In the Denver area, Dr. Jamaluddin Moloo and a state health department official established a primary care clinic for refugees in 2012, called the Colorado Refugee Wellness Center, with the support of the head of CU’s Department of Medicine and an array of local support agencies.
Colorado takes in about 2,000 refugees a year. In recent years, most have come from Burma, Bhutan, Somalia and Iraq.
The Colorado Refugee Wellness Center displays a few handicrafts from the refugees’ countries. As patients wait to be seen, they can pick up brochures on the cold and flu, violence in the home, drug and alcohol abuse and other topics in Nepali, Somali, Swahili and other languages.
The clinic is a teaching tool, where medical students and residents can see tuberculosis, intestinal parasitic infections, low weight or height among children, anemia, untreated hernias, hypertension, diabetes, musculoskeletal problems, and depression and anxiety.
Residents also do home visits, which Baeth says is a great way to bond with patients and see what remedies would work best.
Students also may take patients on the bus to doctor’s appointments and help them buy groceries or sign up for Medicaid.

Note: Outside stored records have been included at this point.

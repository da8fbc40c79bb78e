use std::fs::File;
use std::time::Instant;

use crate::drivers::Loader;
use crate::error::{Error, Result};
use crate::manifest::{DumpId, Manifest, ManifestStatus, RestoreReport};
use crate::registry::ArtifactRegistry;
use crate::storage::RetryPolicy;
use crate::utils::hash::sha256_file;

/// Resolves user-supplied references to exactly one complete artifact
/// and drives restores. Only `complete` manifests are visible here;
/// pending or missing manifests read as not-found.
pub struct RestoreResolver<'a> {
    registry: &'a ArtifactRegistry<'a>,
    retry: RetryPolicy,
}

impl<'a> RestoreResolver<'a> {
    pub fn new(registry: &'a ArtifactRegistry<'a>, retry: RetryPolicy) -> Self {
        RestoreResolver { registry, retry }
    }

    /// Resolve an id-or-tag reference. Identifier-shaped refs are tried
    /// as identifiers first and only fall back to the tag index when no
    /// complete manifest exists under that id, so the two namespaces
    /// may collide lexically without ambiguity.
    pub fn resolve(&self, dump_ref: &str) -> Result<DumpId> {
        if DumpId::is_id_shaped(dump_ref) {
            let id = DumpId::parse(dump_ref)?;
            if self.complete_manifest(&id)?.is_some() {
                return Ok(id);
            }
        }
        if let Some(id) = self.registry.lookup_tag(dump_ref)? {
            if self.complete_manifest(&id)?.is_some() {
                return Ok(id);
            }
        }
        Err(Error::NotFound(dump_ref.to_string()))
    }

    /// Restore `id` into the target database. The payload checksum is
    /// verified before any byte reaches the loader and the target must
    /// be empty; a mid-load failure is surfaced without cleanup.
    pub fn restore(
        &self,
        id: &DumpId,
        target_uri: &str,
        target_label: &str,
        loader: &dyn Loader,
    ) -> Result<RestoreReport> {
        let started = Instant::now();

        let manifest = self
            .registry
            .load_manifest(id)?
            .ok_or_else(|| Error::NotFound(id.to_string()))?;
        if manifest.status != ManifestStatus::Complete {
            return Err(Error::IncompleteArtifact(id.clone()));
        }

        let spool = tempfile::NamedTempFile::new()
            .map_err(|e| Error::Storage(format!("could not create spool file: {}", e)))?;
        let bytes_transferred = self.registry.fetch_payload(id, spool.path())?;

        let actual = sha256_file(spool.path()).map_err(|e| Error::Storage(e.to_string()))?;
        if actual != manifest.sha256 {
            return Err(Error::CorruptArtifact {
                id: id.clone(),
                expected: manifest.sha256,
                actual,
            });
        }

        // The emptiness probe is the connection attempt against the
        // target; an unreachable database gets the same bounded
        // backoff as storage before turning fatal. The load itself is
        // never retried, a mid-load redo is not safe.
        let empty = with_connectivity_backoff(&self.retry, || loader.is_empty(target_uri))?;
        if !empty {
            return Err(Error::TargetNotEmpty(target_label.to_string()));
        }

        let mut payload = File::open(spool.path())
            .map_err(|e| Error::Storage(e.to_string()))?;
        loader.load(target_uri, &mut payload)?;

        Ok(RestoreReport {
            dump_id: id.clone(),
            target: target_label.to_string(),
            bytes_transferred,
            duration: started.elapsed(),
        })
    }

    fn complete_manifest(&self, id: &DumpId) -> Result<Option<Manifest>> {
        Ok(self
            .registry
            .load_manifest(id)?
            .filter(|m| m.status == ManifestStatus::Complete))
    }
}

/// Bounded exponential backoff for connectivity failures outside the
/// storage layer (the storage backends have their own, typed over
/// `StorageError`). Only `Connectivity` errors are retried.
fn with_connectivity_backoff<T>(
    policy: &RetryPolicy,
    mut op: impl FnMut() -> Result<T>,
) -> Result<T> {
    let attempts = policy.attempts.max(1);
    let mut delay = policy.base_delay;
    for attempt in 1..=attempts {
        match op() {
            Err(Error::Connectivity(_)) if attempt < attempts => {
                std::thread::sleep(delay);
                delay *= 2;
            }
            other => return other,
        }
    }
    unreachable!("retry loop always returns on the final attempt")
}

#[cfg(test)]
mod tests {
    use super::*;
    use crate::manifest::{SourceDescriptor, manifest_key, payload_key};
    use crate::storage::fs::FsBackend;
    use crate::storage::{RetryPolicy, StorageBackend};
    use std::io::{Cursor, Read};
    use std::sync::Mutex;
    use std::sync::atomic::{AtomicU32, Ordering};
    use std::time::Duration;

    fn fast_retry() -> RetryPolicy {
        RetryPolicy { attempts: 2, base_delay: Duration::from_millis(1) }
    }

    fn source() -> SourceDescriptor {
        SourceDescriptor { host: "db.test".into(), database: "app".into() }
    }

    fn new_store() -> (tempfile::TempDir, FsBackend) {
        let dir = tempfile::tempdir().unwrap();
        let store = FsBackend::new(dir.path().join("bucket")).unwrap();
        (dir, store)
    }

    /// Loader double capturing what would have been written.
    #[derive(Default)]
    struct RecordingLoader {
        empty: bool,
        loaded: Mutex<Vec<u8>>,
    }

    impl RecordingLoader {
        fn empty_target() -> Self {
            RecordingLoader { empty: true, loaded: Mutex::new(Vec::new()) }
        }
    }

    impl Loader for RecordingLoader {
        fn is_empty(&self, _target_uri: &str) -> Result<bool> {
            Ok(self.empty)
        }
        fn load(&self, _target_uri: &str, dump: &mut dyn Read) -> Result<()> {
            dump.read_to_end(&mut self.loaded.lock().unwrap())
                .map_err(|e| Error::Load(e.to_string()))?;
            Ok(())
        }
    }

    #[test]
    fn stash_then_restore_round_trips_bytes() {
        let (_dir, store) = new_store();
        let registry = ArtifactRegistry::new(&store, fast_retry());
        let resolver = RestoreResolver::new(&registry, fast_retry());
        let data = b"copy public.users from stdin;\n1\ttest\n\\.\n";

        let outcome = registry
            .stash(&source(), &mut Cursor::new(&data[..]), &["nightly".into()])
            .unwrap();
        let id = resolver.resolve("nightly").unwrap();
        assert_eq!(id, outcome.manifest.dump_id);

        let loader = RecordingLoader::empty_target();
        let report = resolver
            .restore(&id, "postgres://t@h/db", "h/db", &loader)
            .unwrap();
        assert_eq!(report.bytes_transferred, data.len() as u64);
        assert_eq!(*loader.loaded.lock().unwrap(), data);
    }

    #[test]
    fn resolve_prefers_identifier_over_same_shaped_tag() {
        let (_dir, store) = new_store();
        let registry = ArtifactRegistry::new(&store, fast_retry());
        let resolver = RestoreResolver::new(&registry, fast_retry());

        let real = registry
            .stash(&source(), &mut Cursor::new(b"real".as_slice()), &[])
            .unwrap();
        let other = registry
            .stash(&source(), &mut Cursor::new(b"other".as_slice()), &[])
            .unwrap();

        // A tag whose name is exactly the first dump's id, pointing at
        // the second dump. The literal id must win.
        registry
            .repoint_tag(real.manifest.dump_id.as_str(), &other.manifest.dump_id)
            .unwrap();
        assert_eq!(
            resolver.resolve(real.manifest.dump_id.as_str()).unwrap(),
            real.manifest.dump_id
        );
    }

    #[test]
    fn id_shaped_ref_falls_back_to_tag_when_no_such_dump() {
        let (_dir, store) = new_store();
        let registry = ArtifactRegistry::new(&store, fast_retry());
        let resolver = RestoreResolver::new(&registry, fast_retry());

        let outcome = registry
            .stash(&source(), &mut Cursor::new(b"x".as_slice()), &[])
            .unwrap();
        let id_shaped_tag = "19990101000000-deadbeef";
        assert!(DumpId::is_id_shaped(id_shaped_tag));
        registry.repoint_tag(id_shaped_tag, &outcome.manifest.dump_id).unwrap();

        assert_eq!(
            resolver.resolve(id_shaped_tag).unwrap(),
            outcome.manifest.dump_id
        );
    }

    #[test]
    fn unknown_refs_are_not_found() {
        let (_dir, store) = new_store();
        let registry = ArtifactRegistry::new(&store, fast_retry());
        let resolver = RestoreResolver::new(&registry, fast_retry());
        assert!(matches!(resolver.resolve("nightly"), Err(Error::NotFound(_))));
        assert!(matches!(
            resolver.resolve("19990101000000-deadbeef"),
            Err(Error::NotFound(_))
        ));
    }

    #[test]
    fn resolve_is_idempotent_without_tag_mutation() {
        let (_dir, store) = new_store();
        let registry = ArtifactRegistry::new(&store, fast_retry());
        let resolver = RestoreResolver::new(&registry, fast_retry());
        let outcome = registry
            .stash(&source(), &mut Cursor::new(b"x".as_slice()), &["latest".into()])
            .unwrap();
        let first = resolver.resolve("latest").unwrap();
        let second = resolver.resolve("latest").unwrap();
        assert_eq!(first, second);
        assert_eq!(first, outcome.manifest.dump_id);
    }

    #[test]
    fn pending_manifest_is_invisible_to_resolution() {
        let (_dir, store) = new_store();
        let registry = ArtifactRegistry::new(&store, fast_retry());
        let resolver = RestoreResolver::new(&registry, fast_retry());

        let pending_id = DumpId::parse("20250101000000-0badc0de").unwrap();
        let manifest = crate::manifest::Manifest {
            dump_id: pending_id.clone(),
            created_at: chrono::Utc::now(),
            source: source(),
            size_bytes: 1,
            sha256: "00".repeat(32),
            status: ManifestStatus::Pending,
            tags: Vec::new(),
        };
        store
            .put_bytes(&manifest_key(&pending_id), &serde_json::to_vec(&manifest).unwrap())
            .unwrap();
        store.put_bytes("tags/broken", pending_id.as_str().as_bytes()).unwrap();

        // Not resolvable by id nor through a tag pointing at it.
        assert!(matches!(
            resolver.resolve(pending_id.as_str()),
            Err(Error::NotFound(_))
        ));
        assert!(matches!(resolver.resolve("broken"), Err(Error::NotFound(_))));

        // A direct restore attempt names the real problem.
        let loader = RecordingLoader::empty_target();
        assert!(matches!(
            resolver.restore(&pending_id, "uri", "label", &loader),
            Err(Error::IncompleteArtifact(_))
        ));
    }

    #[test]
    fn corrupted_payload_fails_before_any_database_write() {
        let (_dir, store) = new_store();
        let registry = ArtifactRegistry::new(&store, fast_retry());
        let resolver = RestoreResolver::new(&registry, fast_retry());

        let outcome = registry
            .stash(&source(), &mut Cursor::new(b"pristine".as_slice()), &[])
            .unwrap();
        store
            .put_bytes(&payload_key(&outcome.manifest.dump_id), b"tampered")
            .unwrap();

        let loader = RecordingLoader::empty_target();
        let err = resolver
            .restore(&outcome.manifest.dump_id, "uri", "label", &loader)
            .unwrap_err();
        assert!(matches!(err, Error::CorruptArtifact { .. }));
        assert!(loader.loaded.lock().unwrap().is_empty());
    }

    #[test]
    fn non_empty_target_is_refused_before_loading() {
        let (_dir, store) = new_store();
        let registry = ArtifactRegistry::new(&store, fast_retry());
        let resolver = RestoreResolver::new(&registry, fast_retry());

        let outcome = registry
            .stash(&source(), &mut Cursor::new(b"data".as_slice()), &[])
            .unwrap();
        let loader = RecordingLoader { empty: false, loaded: Mutex::new(Vec::new()) };
        let err = resolver
            .restore(&outcome.manifest.dump_id, "uri", "h/db", &loader)
            .unwrap_err();
        assert!(matches!(err, Error::TargetNotEmpty(_)));
        assert!(loader.loaded.lock().unwrap().is_empty());
    }

    /// Loader double whose emptiness probe fails a fixed number of
    /// times before succeeding, counting every attempt.
    struct FlakyLoader {
        failures: u32,
        calls: AtomicU32,
    }

    impl Loader for FlakyLoader {
        fn is_empty(&self, _target_uri: &str) -> Result<bool> {
            if self.calls.fetch_add(1, Ordering::SeqCst) < self.failures {
                Err(Error::Connectivity("connection refused".into()))
            } else {
                Ok(true)
            }
        }
        fn load(&self, _target_uri: &str, _dump: &mut dyn Read) -> Result<()> {
            Ok(())
        }
    }

    #[test]
    fn transient_probe_failures_are_retried_with_backoff() {
        let (_dir, store) = new_store();
        let registry = ArtifactRegistry::new(&store, fast_retry());
        let retry = RetryPolicy { attempts: 3, base_delay: Duration::from_millis(1) };
        let resolver = RestoreResolver::new(&registry, retry);

        let outcome = registry
            .stash(&source(), &mut Cursor::new(b"data".as_slice()), &[])
            .unwrap();
        let loader = FlakyLoader { failures: 2, calls: AtomicU32::new(0) };
        let report = resolver
            .restore(&outcome.manifest.dump_id, "uri", "h/db", &loader)
            .unwrap();
        assert_eq!(report.bytes_transferred, 4);
        assert_eq!(loader.calls.load(Ordering::SeqCst), 3);
    }

    #[test]
    fn unreachable_target_turns_fatal_after_the_attempt_ceiling() {
        let (_dir, store) = new_store();
        let registry = ArtifactRegistry::new(&store, fast_retry());
        let retry = RetryPolicy { attempts: 2, base_delay: Duration::from_millis(1) };
        let resolver = RestoreResolver::new(&registry, retry);

        let outcome = registry
            .stash(&source(), &mut Cursor::new(b"data".as_slice()), &[])
            .unwrap();
        let loader = FlakyLoader { failures: u32::MAX, calls: AtomicU32::new(0) };
        let err = resolver
            .restore(&outcome.manifest.dump_id, "uri", "h/db", &loader)
            .unwrap_err();
        assert!(matches!(err, Error::Connectivity(_)));
        assert_eq!(loader.calls.load(Ordering::SeqCst), 2);
    }

    #[test]
    fn repointing_a_tag_moves_resolution_and_keeps_old_dump() {
        let (_dir, store) = new_store();
        let registry = ArtifactRegistry::new(&store, fast_retry());
        let resolver = RestoreResolver::new(&registry, fast_retry());

        let a = registry
            .stash(&source(), &mut Cursor::new(b"a".as_slice()), &["latest".into()])
            .unwrap();
        let b = registry
            .stash(&source(), &mut Cursor::new(b"b".as_slice()), &["latest".into()])
            .unwrap();

        assert_eq!(resolver.resolve("latest").unwrap(), b.manifest.dump_id);
        assert_eq!(
            resolver.resolve(a.manifest.dump_id.as_str()).unwrap(),
            a.manifest.dump_id
        );
    }
}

Stauffer says it’s important for people in the field to talk to each other, relating a personal experience he had. He found Bhutanese refugees were suffering from Vitamin B12 deficiencies, a potentially serious health problem — only to discover later that a colleague in Salt Lake City had known about this issue for a while.
Stauffer has created a Listserv to share such information. During the 2014 North American Refugee Health Conference, to be held June 19-21 in Rochester, New York, some physicians will discuss creating an organization focusing on refugee health care.

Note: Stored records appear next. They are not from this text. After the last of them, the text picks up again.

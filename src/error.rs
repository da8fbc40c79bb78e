use thiserror::Error;

use crate::manifest::DumpId;
use crate::storage::StorageError;

pub type Result<T> = std::result::Result<T, Error>;

/// Error taxonomy surfaced to the command layer. Adapters report raw
/// transport errors; the registry and resolver translate them into one
/// of these kinds before they reach `main`, which only maps kinds to
/// exit codes and messages.
#[derive(Debug, Error)]
pub enum Error {
    #[error("configuration error: {0}")]
    Configuration(String),

    #[error("storage or database unreachable: {0}")]
    Connectivity(String),

    #[error("identifier collision on '{0}' after retry; id generator may be defective")]
    IdentifierCollision(DumpId),

    #[error("dump not found: '{0}'")]
    NotFound(String),

    #[error("dump '{0}' is not complete; its stash may have failed mid-upload")]
    IncompleteArtifact(DumpId),

    #[error("dump '{id}' is corrupt: manifest checksum {expected} does not match payload checksum {actual}")]
    CorruptArtifact {
        id: DumpId,
        expected: String,
        actual: String,
    },

    #[error("target database '{0}' is not empty; refusing to load over existing data")]
    TargetNotEmpty(String),

    #[error("extraction failed: {0}")]
    Extraction(String),

    #[error("load failed: {0}")]
    Load(String),

    #[error("storage error: {0}")]
    Storage(String),
}

impl Error {
    /// Stable process exit code for each error kind.
    pub fn exit_code(&self) -> i32 {
        match self {
            Error::Storage(_) => 1,
            Error::Configuration(_) => 2,
            Error::Connectivity(_) => 3,
            Error::IdentifierCollision(_) => 4,
            Error::NotFound(_) => 5,
            Error::IncompleteArtifact(_) => 6,
            Error::CorruptArtifact { .. } => 7,
            Error::TargetNotEmpty(_) => 8,
            Error::Extraction(_) => 9,
            Error::Load(_) => 10,
        }
    }
}

impl From<StorageError> for Error {
    fn from(err: StorageError) -> Self {
        match err {
            StorageError::NotFound(key) => Error::NotFound(key),
            StorageError::Unreachable(msg) => Error::Connectivity(msg),
            StorageError::InvalidBucket(msg) => Error::Configuration(msg),
            StorageError::Io(msg) => Error::Storage(msg),
        }
    }
}
use sha2::{Digest, Sha256};
use std::fs::File;
use std::io::{self, Read, Result as IoResult, Write};
use std::path::Path;
use thiserror::Error;

pub fn sha256_file(path: &Path) -> IoResult<String> {
    let mut file = File::open(path)?;
    let mut hasher = Sha256::new();
    let mut buf = [0u8; 8192];
    loop {
        let n = file.read(&mut buf)?;
        if n == 0 { break; }
        hasher.update(&buf[..n]);
    }
    Ok(hex::encode(hasher.finalize()))
}

/// Which side of a buffered copy failed. The two sides usually belong
/// to different collaborators (e.g. an extraction stream feeding a
/// local spool file), so callers can map them to different error
/// kinds.
#[derive(Debug, Error)]
pub enum CopyError {
    #[error("read failed: {0}")]
    Read(io::Error),
    #[error("write failed: {0}")]
    Write(io::Error),
}

/// Copy `reader` into `writer` through a fixed-size buffer, returning the
/// byte count and hex SHA-256 of everything copied. Memory use is bounded
/// by the buffer regardless of stream size.
pub fn copy_and_hash<R: Read + ?Sized, W: Write>(
    reader: &mut R,
    writer: &mut W,
) -> Result<(u64, String), CopyError> {
    let mut hasher = Sha256::new();
    let mut buf = [0u8; 8192];
    let mut total: u64 = 0;
    loop {
        let n = reader.read(&mut buf).map_err(CopyError::Read)?;
        if n == 0 { break; }
        hasher.update(&buf[..n]);
        writer.write_all(&buf[..n]).map_err(CopyError::Write)?;
        total += n as u64;
    }
    writer.flush().map_err(CopyError::Write)?;
    Ok((total, hex::encode(hasher.finalize())))
}
use std::io::Read;

use crate::error::Result;

pub mod klepto;
pub mod psql;

/// Capability interface over the external extraction/anonymization
/// engine. Implementations stream the dump so callers never buffer a
/// whole database in memory; tests inject doubles producing
/// deterministic bytes.
pub trait Extractor {
    /// Extract an anonymized dump from the source database.
    fn extract(&self, source_uri: &str) -> Result<Box<dyn Read + Send>>;
}

/// Capability interface over the target database loader.
pub trait Loader {
    /// Whether the target has no user tables yet. Restores refuse to
    /// write into a non-empty target.
    fn is_empty(&self, target_uri: &str) -> Result<bool>;

    /// Drive schema creation and data load from a dump stream. A
    /// mid-load failure leaves the target partially loaded; callers
    /// discard and retry against a fresh database.
    fn load(&self, target_uri: &str, dump: &mut dyn Read) -> Result<()>;
}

The conference will cover topics including detecting emotional distress; screening for mental health issues; the Syrian refugee crisis; obesity, diabetes and hypertension after resettlement; health care providers’ familiarity with female genital cutting; community-based efforts to help the Bhutanese; and the experiences of a center for survivors of torture.
An alarmingly high rate of suicide among Bhutanese men, a major concern among experts, also will be discussed.
Refugees inspire many of those who work with them. By definition, they are survivors, says Jim Sutton, co-chair of the North American Refugee Health Conference.
“You’ve survived whatever crisis there was in your country, and life in refugee camps can be as horrible as the crisis itself,” he says. “If you and I were resettled, not knowing the language, coming with nothing but the shirt on your back and a few pennies, we wouldn’t survive. But they do. They figure it out.”
Dr. Anna Banerji, the conference co-chair, calls refugees “some of the most determined people I have seen in my life.”
“For them, it’s life and death. They work very hard, study hard,” says Banerji, who is on the faculty at the University of Toronto. “You see these scrawny little things wasting away, and five years later, they’re strong — and want to succeed in life.”